### AVAILABLE DATA ###
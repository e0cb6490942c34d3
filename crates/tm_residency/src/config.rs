// crates/tm_residency/src/config.rs

//! 驻留管理配置
//!
//! 提供可序列化的配置结构和预设，风格与求解器配置保持一致。

use serde::{Deserialize, Serialize};

use crate::backend::DeviceMode;
use tm_foundation::error::{TmError, TmResult};

/// 设备分配默认对齐（CUDA 合并访问友好）
pub const DEFAULT_ALIGNMENT: usize = 256;

/// 驻留管理配置
#[derive(Debug, Clone, PartialEq, Serialize, Deserialize)]
pub struct ResidencyConfig {
    /// 初始内存模式
    pub mode: DeviceMode,
    /// 设备分配对齐（字节，2的幂）
    pub alignment: usize,
    /// memcpy 默认使用异步拷贝
    pub enable_async: bool,
    /// 仿真设备容量上限（字节），None 表示不限制
    pub capacity_bytes: Option<usize>,
}

impl Default for ResidencyConfig {
    fn default() -> Self {
        Self {
            mode: DeviceMode::HostOnly,
            alignment: DEFAULT_ALIGNMENT,
            enable_async: false,
            capacity_bytes: None,
        }
    }
}

impl ResidencyConfig {
    /// 加速配置：设备激活，异步拷贝
    pub fn accelerated() -> Self {
        Self {
            mode: DeviceMode::Active,
            alignment: DEFAULT_ALIGNMENT,
            enable_async: true,
            capacity_bytes: None,
        }
    }

    /// 待命配置：设备可用但不主动使用
    pub fn standby() -> Self {
        Self {
            mode: DeviceMode::Standby,
            ..Self::default()
        }
    }

    /// 校验配置
    pub fn validate(&self) -> TmResult<()> {
        if self.alignment == 0 || !self.alignment.is_power_of_two() {
            return Err(TmError::invalid_config(
                "alignment",
                self.alignment.to_string(),
                "必须为2的幂",
            ));
        }
        if let Some(cap) = self.capacity_bytes {
            if cap < self.alignment {
                return Err(TmError::invalid_config(
                    "capacity_bytes",
                    cap.to_string(),
                    "不得小于对齐粒度",
                ));
            }
        }
        Ok(())
    }
}

#[cfg(test)]
mod tests {
    use super::*;

    #[test]
    fn test_default_config() {
        let config = ResidencyConfig::default();
        assert_eq!(config.mode, DeviceMode::HostOnly);
        assert_eq!(config.alignment, DEFAULT_ALIGNMENT);
        assert!(config.validate().is_ok());
    }

    #[test]
    fn test_presets() {
        assert_eq!(ResidencyConfig::accelerated().mode, DeviceMode::Active);
        assert!(ResidencyConfig::accelerated().enable_async);
        assert_eq!(ResidencyConfig::standby().mode, DeviceMode::Standby);
    }

    #[test]
    fn test_validate_alignment() {
        let mut config = ResidencyConfig::default();
        config.alignment = 7;
        assert!(config.validate().is_err());
        config.alignment = 0;
        assert!(config.validate().is_err());
        config.alignment = 64;
        assert!(config.validate().is_ok());
    }

    #[test]
    fn test_validate_capacity() {
        let mut config = ResidencyConfig::default();
        config.capacity_bytes = Some(16);
        assert!(config.validate().is_err());
        config.capacity_bytes = Some(1 << 20);
        assert!(config.validate().is_ok());
    }

    #[test]
    fn test_config_serde_roundtrip() {
        let config = ResidencyConfig::accelerated();
        let json = serde_json::to_string(&config).unwrap();
        let back: ResidencyConfig = serde_json::from_str(&json).unwrap();
        assert_eq!(back, config);
    }
}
###
Every line containing the word "usize" should be copied from the material.

pub const DEFAULT_ALIGNMENT: usize = 256;
    pub alignment: usize,
    pub capacity_bytes: Option<usize>,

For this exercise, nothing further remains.